[WHAT IS NEEDED]: Restating the data word for word is all that is required.

[DATA EXCERPTS]

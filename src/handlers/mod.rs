pub mod cars;
pub mod health;
pub mod insurance;
pub mod payments;
pub mod webhook;

use std::sync::Arc;

use axum::routing::{get, post};
use axum::Router;

use crate::state::AppState;

pub fn router(state: Arc<AppState>) -> Router {
    Router::new()
        .route("/health", get(health::health))
        .route("/cars/search", post(cars::search))
        .route("/insurance/plans", get(insurance::list_plans))
        .route("/payments/checkout", post(payments::create_checkout))
        .route("/payments/status", get(payments::status))
        .route("/payments/session", get(payments::session))
        .route("/webhooks/payment", post(webhook::payment_webhook))
        .with_state(state)
}
// ── Users ──

/// Creates the user for `email`, or refreshes name/phone on a returning one.
/// Empty values never overwrite what is already stored.
pub fn upsert_user(
    conn: &Connection,
    email: &str,
    name: Option<&str>,
    phone: Option<&str>,
) -> anyhow::Result<User> {
    let name = name.map(str::trim).filter(|s| !s.is_empty());
    let phone = phone.map(str::trim).filter(|s| !s.is_empty());
    let id = uuid::Uuid::new_v4().to_string();

    conn.execute(
        "INSERT INTO users (id, email, name, phone) VALUES (?1, ?2, ?3, ?4)
         ON CONFLICT(email) DO UPDATE SET
           name = COALESCE(excluded.name, users.name),
           phone = COALESCE(excluded.phone, users.phone),
           updated_at = datetime('now')",
        params![id, email, name, phone],
    )?;

    get_user_by_email(conn, email)?
        .ok_or_else(|| anyhow::anyhow!("user vanished after upsert: {email}"))
}

pub fn get_user_by_email(conn: &Connection, email: &str) -> anyhow::Result<Option<User>> {
    Ok(conn
        .query_row(
            "SELECT id, email, name, phone FROM users WHERE email = ?1",
            params![email],
            |row| {
                Ok(User {
                    id: row.get(0)?,
                    email: row.get(1)?,
                    name: row.get(2)?,
                    phone: row.get(3)?,
                })
            },
        )
        .optional()?)
}

// ── Reservations ──

const RESERVATION_COLUMNS: &str = "id, user_id, vehicle_id, insurance_plan_id, start_at, end_at, total_cost_cents, session_token, status, created_at, updated_at";

fn parse_reservation_row(row: &rusqlite::Row) -> anyhow::Result<Reservation> {
    let start_at: String = row.get(4)?;
    let end_at: String = row.get(5)?;
    let status: String = row.get(8)?;
    let created_at: String = row.get(9)?;
    let updated_at: String = row.get(10)?;

    Ok(Reservation {
        id: row.get(0)?,
        user_id: row.get(1)?,
        vehicle_id: row.get(2)?,
        insurance_plan_id: row.get(3)?,
        start_at: parse_datetime(&start_at)?,
        end_at: parse_datetime(&end_at)?,
        total_cost_cents: row.get(6)?,
        session_token: row.get(7)?,
        status: ReservationStatus::parse(&status),
        created_at: parse_datetime(&created_at)?,
        updated_at: parse_datetime(&updated_at)?,
    })
}

pub fn get_reservation_by_token(
    conn: &Connection,
    session_token: &str,
) -> anyhow::Result<Option<Reservation>> {
    let sql = format!("SELECT {RESERVATION_COLUMNS} FROM reservations WHERE session_token = ?1");
    let result = conn
        .query_row(&sql, params![session_token], |row| Ok(parse_reservation_row(row)))
        .optional()?;
    result.transpose()
}

/// Inserts `reservation` unless its session token is already taken. Returns
/// whether a row was written; the unique index on the token decides races.
pub fn insert_reservation(conn: &Connection, reservation: &Reservation) -> anyhow::Result<bool> {
    let count = conn.execute(
        "INSERT INTO reservations (id, user_id, vehicle_id, insurance_plan_id, start_at, end_at, total_cost_cents, session_token, status, created_at, updated_at)
         VALUES (?1, ?2, ?3, ?4, ?5, ?6, ?7, ?8, ?9, ?10, ?11)
         ON CONFLICT(session_token) DO NOTHING",
        params![
            reservation.id,
            reservation.user_id,
            reservation.vehicle_id,
            reservation.insurance_plan_id,
            fmt_datetime(&reservation.start_at),
            fmt_datetime(&reservation.end_at),
            reservation.total_cost_cents,
            reservation.session_token,
            reservation.status.as_str(),
            fmt_datetime(&reservation.created_at),
            fmt_datetime(&reservation.updated_at),
        ],
    )?;
    Ok(count > 0)
}
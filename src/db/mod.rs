pub mod migrations;
pub mod queries;

use anyhow::Context;
use rusqlite::Connection;

/// Opens the reservation store and brings its schema up to date.
/// `:memory:` gives a private in-memory database (used by the tests).
pub fn init_db(path: &str) -> anyhow::Result<Connection> {
    let conn = Connection::open(path)
        .with_context(|| format!("failed to open reservation database at {path}"))?;

    // Reconciliation takes IMMEDIATE write locks; wait for them instead of failing.
    conn.execute_batch(
        "PRAGMA journal_mode=WAL;
         PRAGMA foreign_keys=ON;
         PRAGMA busy_timeout=5000;",
    )
    .context("failed to set database pragmas")?;

    migrations::run_migrations(&conn)?;
    tracing::debug!(path = %path, "reservation database ready");

    Ok(conn)
}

[/DATA EXCERPTS]

[EXERCISE SOLUTION]:
filename src/handlers/mod.rs
pub mod cars;
pub mod health;
pub mod insurance;
pub mod payments;
pub mod webhook;

use std::sync::Arc;

use axum::routing::{get, post};
use axum::Router;

use crate::state::AppState;

pub fn router(state: Arc<AppState>) -> Router {
    Router::new()
        .route("/health", get(health::health))
        .route("/cars/search", post(cars::search))
        .route("/insurance/plans", get(insurance::list_plans))
        .route("/payments/checkout", post(payments::create_checkout))
        .route("/payments/status", get(payments::status))
        .route("/payments/session", get(payments::session))
        .route("/webhooks/payment", post(webhook::payment_webhook))
        .with_state(state)
}
// ── Users ──

/// Creates the user for `email`, or refreshes name/phone on a returning one.
/// Empty values never overwrite what is already stored.
pub fn upsert_user(
    conn: &Connection,
    email: &str,
    name: Option<&str>,
    phone: Option<&str>,
) -> anyhow::Result<User> {
    let name = name.map(str::trim).filter(|s| !s.is_empty());
    let phone = phone.map(str::trim).filter(|s| !s.is_empty());
    let id = uuid::Uuid::new_v4().to_string();

    conn.execute(
        "INSERT INTO users (id, email, name, phone) VALUES (?1, ?2, ?3, ?4)
         ON CONFLICT(email) DO UPDATE SET
           name = COALESCE(excluded.name, users.name),
           phone = COALESCE(excluded.phone, users.phone),
           updated_at = datetime('now')",
        params![id, email, name, phone],
    )?;

    get_user_by_email(conn, email)?
        .ok_or_else(|| anyhow::anyhow!("user vanished after upsert: {email}"))
}

pub fn get_user_by_email(conn: &Connection, email: &str) -> anyhow::Result<Option<User>> {
    Ok(conn
        .query_row(
            "SELECT id, email, name, phone FROM users WHERE email = ?1",
            params![email],
            |row| {
                Ok(User {
                    id: row.get(0)?,
                    email: row.get(1)?,
                    name: row.get(2)?,
                    phone: row.get(3)?,
                })
            },
        )
        .optional()?)
}

// ── Reservations ──

const RESERVATION_COLUMNS: &str = "id, user_id, vehicle_id, insurance_plan_id, start_at, end_at, total_cost_cents, session_token, status, created_at, updated_at";

fn parse_reservation_row(row: &rusqlite::Row) -> anyhow::Result<Reservation> {
    let start_at: String = row.get(4)?;
    let end_at: String = row.get(5)?;
    let status: String = row.get(8)?;
    let created_at: String = row.get(9)?;
    let updated_at: String = row.get(10)?;

    Ok(Reservation {
        id: row.get(0)?,
        user_id: row.get(1)?,
        vehicle_id: row.get(2)?,
        insurance_plan_id: row.get(3)?,
        start_at: parse_datetime(&start_at)?,
        end_at: parse_datetime(&end_at)?,
        total_cost_cents: row.get(6)?,
        session_token: row.get(7)?,
        status: ReservationStatus::parse(&status),
        created_at: parse_datetime(&created_at)?,
        updated_at: parse_datetime(&updated_at)?,
    })
}

pub fn get_reservation_by_token(
    conn: &Connection,
    session_token: &str,
) -> anyhow::Result<Option<Reservation>> {
    let sql = format!("SELECT {RESERVATION_COLUMNS} FROM reservations WHERE session_token = ?1");
    let result = conn
        .query_row(&sql, params![session_token], |row| Ok(parse_reservation_row(row)))
        .optional()?;
    result.transpose()
}

/// Inserts `reservation` unless its session token is already taken. Returns
/// whether a row was written; the unique index on the token decides races.
pub fn insert_reservation(conn: &Connection, reservation: &Reservation) -> anyhow::Result<bool> {
    let count = conn.execute(
        "INSERT INTO reservations (id, user_id, vehicle_id, insurance_plan_id, start_at, end_at, total_cost_cents, session_token, status, created_at, updated_at)
         VALUES (?1, ?2, ?3, ?4, ?5, ?6, ?7, ?8, ?9, ?10, ?11)
         ON CONFLICT(session_token) DO NOTHING",
        params![
            reservation.id,
            reservation.user_id,
            reservation.vehicle_id,
            reservation.insurance_plan_id,
            fmt_datetime(&reservation.start_at),
            fmt_datetime(&reservation.end_at),
            reservation.total_cost_cents,
            reservation.session_token,
            reservation.status.as_str(),
            fmt_datetime(&reservation.created_at),
            fmt_datetime(&reservation.updated_at),
        ],
    )?;
    Ok(count > 0)
}
filename src/db/mod.rs
pub mod migrations;
pub mod queries;

use anyhow::Context;
use rusqlite::Connection;

/// Opens the reservation store and brings its schema up to date.
/// `:memory:` gives a private in-memory database (used by the tests).
pub fn init_db(path: &str) -> anyhow::Result<Connection> {
    let conn = Connection::open(path)
        .with_context(|| format!("failed to open reservation database at {path}"))?;

    // Reconciliation takes IMMEDIATE write locks; wait for them instead of failing.
    conn.execute_batch(
        "PRAGMA journal_mode=WAL;
         PRAGMA foreign_keys=ON;
         PRAGMA busy_timeout=5000;",
    )
    .context("failed to set database pragmas")?;

    migrations::run_migrations(&conn)?;
    tracing::debug!(path = %path, "reservation database ready");

    Ok(conn)
}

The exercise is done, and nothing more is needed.